3. Née du vaste bouillonnement des savoirs qui fait le lit de la Renaissance, l’emblématique se trouve au croisement de questionnements de divers ordres. De ce fait est l’œuvre d’Alciat représentative. Comme cela a été magistralement démontré voilà quelques années, cette dernière est le fruit d’un travail qui intervient au creuset de plusieurs préoccupations caractéristiques de l’humanisme : inspirée des relevés épigraphiques qu’Alciat a pu effectuer tout jeune sur les antiquités milanaises, elle se nourrit, au-delà de cette source première, des réflexions que suscite à la Renaissance l’immense matériau symbolique redécouvert par les antiquaires [16], relevant aussi dans ce cadre de l’intellectuelle émulation qui réunit les plus grands humanistes autour des sources antiques [17], à commencer par l’Anthologie de Planude [18] ou les Hieroglyphica attribuées à Horapollo [19]. Fruit d’une sélection importante parmi des textes déjà en partie publiés dans les Epigrammata selecta de Janus Cornarius, les épigrammes constitutifs des Emblemata (les emblèmes sont étymologiquement pour Alciat « une espèce particulière d’épigramme ») [20] relèvent de trois catégories : des ekphrasis d’œuvres d’art, notamment de statues, des pièces funéraires à sujets symboliques, ou des descriptions donnant lieu à interprétation [21]. Tous ont semblé à Alciat susceptibles d’offrir non seulement « un sens exquis » mais aussi des perspectives décoratives importantes, des peintres, sculpteurs ou orfèvres pouvant s’en inspirer pour créer des médaillons ou écussons (scuta) à fixer sur des supports extrêmement variés, en architecture, dans les arts décoratifs comme dans le domaine vestimentaire, suivant l’étymologie souvent rappelée que donne Budé du terme emblema [22]. Il n’est pas impossible à cet égard que plusieurs de ces pièces aient eu vocation à intégrer un programme iconographique particulier, puisqu’Alciat a semble-t-il composé des inscriptions pour les peintures du réfectoire de San Michele in Bosco, et a pu inspirer les travaux de Georgio Vasari ou du peintre ferrarais Dosso Dossi [23]. Et le projet rejoint encore d’importantes perspectives sémiotiques qui taraudent le juriste, qui le relève, en inscrivant la composition des Emblemata dans ce cadre épistémologique :
Verba significant, res significantur.

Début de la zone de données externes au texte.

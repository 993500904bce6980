//! Request bodies sent to the provider.
//!
//! Each type maps itself to form pairs by hand: wire names are spelled out and
//! empty optional fields are left out, matching what the provider expects.

use uuid::Uuid;

use crate::error::{SsoError, SsoResult};

type Form = Vec<(String, String)>;

fn push(form: &mut Form, name: &str, value: &str) {
    if !value.is_empty() {
        form.push((name.to_string(), value.to_string()));
    }
}

fn required(value: &str) -> SsoResult<()> {
    if value.trim().is_empty() {
        return Err(SsoError::invalid_input());
    }
    Ok(())
}

/// Device category reported during the client handshake.
#[derive(Debug, Clone, Copy, PartialEq, Eq)]
pub enum DeviceType {
    MobilePhone = 1,
    Desktop = 2,
    Tablet = 3,
    Console = 4,
    TvDevice = 5,
    MobileDevice = 6,
    Unknown = 7,
}

impl DeviceType {
    pub fn code(self) -> u8 {
        self as u8
    }
}

/// Signature algorithm requested for the device key.
#[derive(Debug, Clone, Copy, PartialEq, Eq)]
pub enum Algorithm {
    RsaSha256,
    RsaSha1,
}

impl Algorithm {
    pub fn as_str(self) -> &'static str {
        match self {
            Algorithm::RsaSha256 => "rsa-sha256",
            Algorithm::RsaSha1 => "rsa-sha1",
        }
    }
}

#[derive(Debug, Clone, Default, PartialEq, Eq)]
pub struct HandshakeRequest {
    pub phone_number: String,
    pub device_lat: String,
    pub device_lon: String,
    pub device_os: String,
    pub device_os_version: String,
    pub device_type: Option<DeviceType>,
    pub device_name: String,
    pub device_app_name: String,
    pub device_app_version: String,
    pub device_client_ip: String,
    pub algorithm: Option<Algorithm>,
}

impl HandshakeRequest {
    pub fn validate(&self) -> SsoResult<()> {
        required(&self.device_client_ip)
    }

    pub fn to_form(&self, device_uid: Uuid) -> Form {
        let mut form = Form::new();
        push(&mut form, "phoneNumber", &self.phone_number);
        push(&mut form, "device_lat", &self.device_lat);
        push(&mut form, "device_lon", &self.device_lon);
        push(&mut form, "device_os", &self.device_os);
        push(&mut form, "device_os_version", &self.device_os_version);
        if let Some(device_type) = self.device_type {
            push(&mut form, "device_type", &device_type.code().to_string());
        }
        push(&mut form, "device_name", &self.device_name);
        push(&mut form, "device_app_name", &self.device_app_name);
        push(&mut form, "device_app_version", &self.device_app_version);
        push(&mut form, "device_client_ip", &self.device_client_ip);
        if let Some(algorithm) = self.algorithm {
            push(&mut form, "algorithm", algorithm.as_str());
        }
        push(&mut form, "device_uid", &device_uid.to_string());
        form
    }
}

/// Parameters of the OTP authorize call. Every field is optional on the wire.
#[derive(Debug, Clone, Default, PartialEq, Eq)]
pub struct OtpRequest {
    pub response_type: String,
    pub identity_type: String,
    pub national_code: String,
    pub national_code_serial: String,
    pub birth_date: String,
    pub login_as_user_id: String,
    pub login_as_relative_national_code: String,
    pub login_as_username_child: String,
    pub otp_type: String,
    pub web_otp_domain: String,
    pub code_length: String,
    pub state: String,
    pub client_id: String,
    pub redirect_uri: String,
    pub callback_uri: String,
    pub scope: String,
    pub code_challenge: String,
    pub code_challenge_method: String,
    pub referrer: String,
    pub referrer_type: String,
    pub link_delivery_type: String,
}

impl OtpRequest {
    pub fn to_form(&self) -> Form {
        let mut form = Form::new();
        push(&mut form, "response_type", &self.response_type);
        push(&mut form, "identityType", &self.identity_type);
        push(&mut form, "nationalcode", &self.national_code);
        push(&mut form, "nationalcodeSerial", &self.national_code_serial);
        push(&mut form, "birthdate", &self.birth_date);
        push(&mut form, "loginAsUserId", &self.login_as_user_id);
        push(&mut form, "loginAsRelativeNationalcode", &self.login_as_relative_national_code);
        push(&mut form, "loginAsUsernameChild", &self.login_as_username_child);
        push(&mut form, "otpType", &self.otp_type);
        push(&mut form, "webOtpDomain", &self.web_otp_domain);
        push(&mut form, "codeLength", &self.code_length);
        push(&mut form, "state", &self.state);
        push(&mut form, "client_id", &self.client_id);
        push(&mut form, "redirect_uri", &self.redirect_uri);
        push(&mut form, "callback_uri", &self.callback_uri);
        push(&mut form, "scope", &self.scope);
        push(&mut form, "code_challenge", &self.code_challenge);
        push(&mut form, "code_challenge_method", &self.code_challenge_method);
        push(&mut form, "referrer", &self.referrer);
        push(&mut form, "referrerType", &self.referrer_type);
        push(&mut form, "linkDeliveryType", &self.link_delivery_type);
        form
    }
}

#[derive(Debug, Clone, Default, PartialEq, Eq)]
pub struct VerifyOtpRequest {
    pub otp: String,
    pub phone_number: String,
}

impl VerifyOtpRequest {
    pub fn new(otp: impl Into<String>, phone_number: impl Into<String>) -> Self {
        Self {
            otp: otp.into(),
            phone_number: phone_number.into(),
        }
    }

    pub fn validate(&self) -> SsoResult<()> {
        required(&self.otp)?;
        required(&self.phone_number)
    }

    pub fn to_form(&self) -> Form {
        let mut form = Form::new();
        push(&mut form, "otp", &self.otp);
        push(&mut form, "phone_number", &self.phone_number);
        form
    }
}

/// Body of the token endpoint, for both the code and refresh grants.
#[derive(Debug, Clone, Default, PartialEq, Eq)]
pub struct TokenRequest {
    pub grant_type: String,
    pub code: String,
    pub redirect_uri: String,
    pub refresh_token: String,
    pub username: String,
    pub identity: String,
    pub identity_type: String,
    pub password: String,
    pub code_verifier: String,
}

impl TokenRequest {
    /// Exchanges the code returned by OTP verification.
    pub fn authorization_code(code: impl Into<String>, phone_number: impl Into<String>) -> Self {
        Self {
            grant_type: "authorization_code".into(),
            code: code.into(),
            identity: phone_number.into(),
            identity_type: "phone_number".into(),
            ..Self::default()
        }
    }

    pub fn refresh(refresh_token: impl Into<String>) -> Self {
        Self {
            grant_type: "refresh_token".into(),
            refresh_token: refresh_token.into(),
            ..Self::default()
        }
    }

    pub fn validate(&self) -> SsoResult<()> {
        required(&self.grant_type)
    }

    pub fn to_form(&self) -> Form {
        let mut form = Form::new();
        push(&mut form, "grant_type", &self.grant_type);
        push(&mut form, "code", &self.code);
        push(&mut form, "redirect_uri", &self.redirect_uri);
        push(&mut form, "refresh_token", &self.refresh_token);
        push(&mut form, "username", &self.username);
        push(&mut form, "identity", &self.identity);
        push(&mut form, "identityType", &self.identity_type);
        push(&mut form, "password", &self.password);
        push(&mut form, "code_verifier", &self.code_verifier);
        form
    }
}

#[derive(Debug, Clone, Default, PartialEq, Eq)]
pub struct RevokeTokenRequest {
    pub token: String,
    /// `access_token` or `refresh_token`.
    pub token_type_hint: String,
    pub code_verifier: String,
}

impl RevokeTokenRequest {
    pub fn access_token(token: impl Into<String>) -> Self {
        Self {
            token: token.into(),
            token_type_hint: "access_token".into(),
            ..Self::default()
        }
    }

    pub fn refresh_token(token: impl Into<String>) -> Self {
        Self {
            token: token.into(),
            token_type_hint: "refresh_token".into(),
            ..Self::default()
        }
    }

    pub fn validate(&self) -> SsoResult<()> {
        required(&self.token)
    }

    pub fn to_form(&self) -> Form {
        let mut form = Form::new();
        push(&mut form, "token", &self.token);
        push(&mut form, "token_type_hint", &self.token_type_hint);
        push(&mut form, "code_verifier", &self.code_verifier);
        form
    }
}

#[derive(Debug, Clone, Default, PartialEq, Eq)]
pub struct TokenInfoRequest {
    pub access_token: String,
}

impl TokenInfoRequest {
    pub fn new(access_token: impl Into<String>) -> Self {
        Self {
            access_token: access_token.into(),
        }
    }

    pub fn validate(&self) -> SsoResult<()> {
        required(&self.access_token)
    }

    pub fn to_form(&self) -> Form {
        vec![
            ("token".into(), self.access_token.clone()),
            ("token_type_hint".into(), "access_token".into()),
        ]
    }
}

#[derive(Debug, Clone, Default, PartialEq, Eq)]
pub struct ChangeUserInfoRequest {
    pub national_code: String,
    pub birth_date: String,
}

impl ChangeUserInfoRequest {
    pub fn to_form(&self) -> Form {
        let mut form = Form::new();
        push(&mut form, "nationalcode", &self.national_code);
        push(&mut form, "birthdate", &self.birth_date);
        form
    }
}

/// Parallel lists: `identity[i]` is interpreted according to `identity_type[i]`.
#[derive(Debug, Clone, Default, PartialEq, Eq)]
pub struct UserListRequest {
    pub identity: Vec<String>,
    pub identity_type: Vec<String>,
}

impl UserListRequest {
    pub fn validate(&self) -> SsoResult<()> {
        if self.identity.is_empty() || self.identity.len() != self.identity_type.len() {
            return Err(SsoError::invalid_input());
        }
        Ok(())
    }

    pub fn to_query(&self) -> Form {
        self.identity_type
            .iter()
            .zip(&self.identity)
            .flat_map(|(kind, identity)| {
                [
                    ("identityType".to_string(), kind.clone()),
                    ("identity".to_string(), identity.clone()),
                ]
            })
            .collect()
    }
}

/// Input of the auto-login code flow. `private_key` is the user's XML key
/// obtained through the private key handshake.
#[derive(Clone, Default, PartialEq, Eq)]
pub struct AutoLoginCodeRequest {
    pub access_token: String,
    pub key_id: String,
    pub private_key: String,
}

impl AutoLoginCodeRequest {
    pub fn validate(&self) -> SsoResult<()> {
        required(&self.access_token)?;
        required(&self.key_id)?;
        required(&self.private_key)
    }

    /// Fields submitted alongside the signature; the provider rebuilds the
    /// signed payload from them.
    pub fn to_form(&self, timestamp_millis: i64, signature: &str) -> Form {
        vec![
            ("keyId".into(), self.key_id.clone()),
            ("timestamp".into(), timestamp_millis.to_string()),
            ("signature".into(), signature.to_string()),
            ("access_token".into(), self.access_token.clone()),
        ]
    }
}

impl std::fmt::Debug for AutoLoginCodeRequest {
    fn fmt(&self, f: &mut std::fmt::Formatter<'_>) -> std::fmt::Result {
        f.debug_struct("AutoLoginCodeRequest")
            .field("key_id", &self.key_id)
            .finish_non_exhaustive()
    }
}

Tametsi et res quandoque etiam significent, ut hieroglyphica apud Horum et Chaeremonem, cujus argumenti et nos carmine libellum composuimus, cui titulus est emblemata.
Les mots signifient et les choses sont signifiées, bien que parfois les choses aussi signifient, comme les Hiéroglyphes d’Horus et de Chaerémon : un sujet sur lequel moi aussi j’ai composé un petit livre d’épigrammes intitulé Emblèmes [24].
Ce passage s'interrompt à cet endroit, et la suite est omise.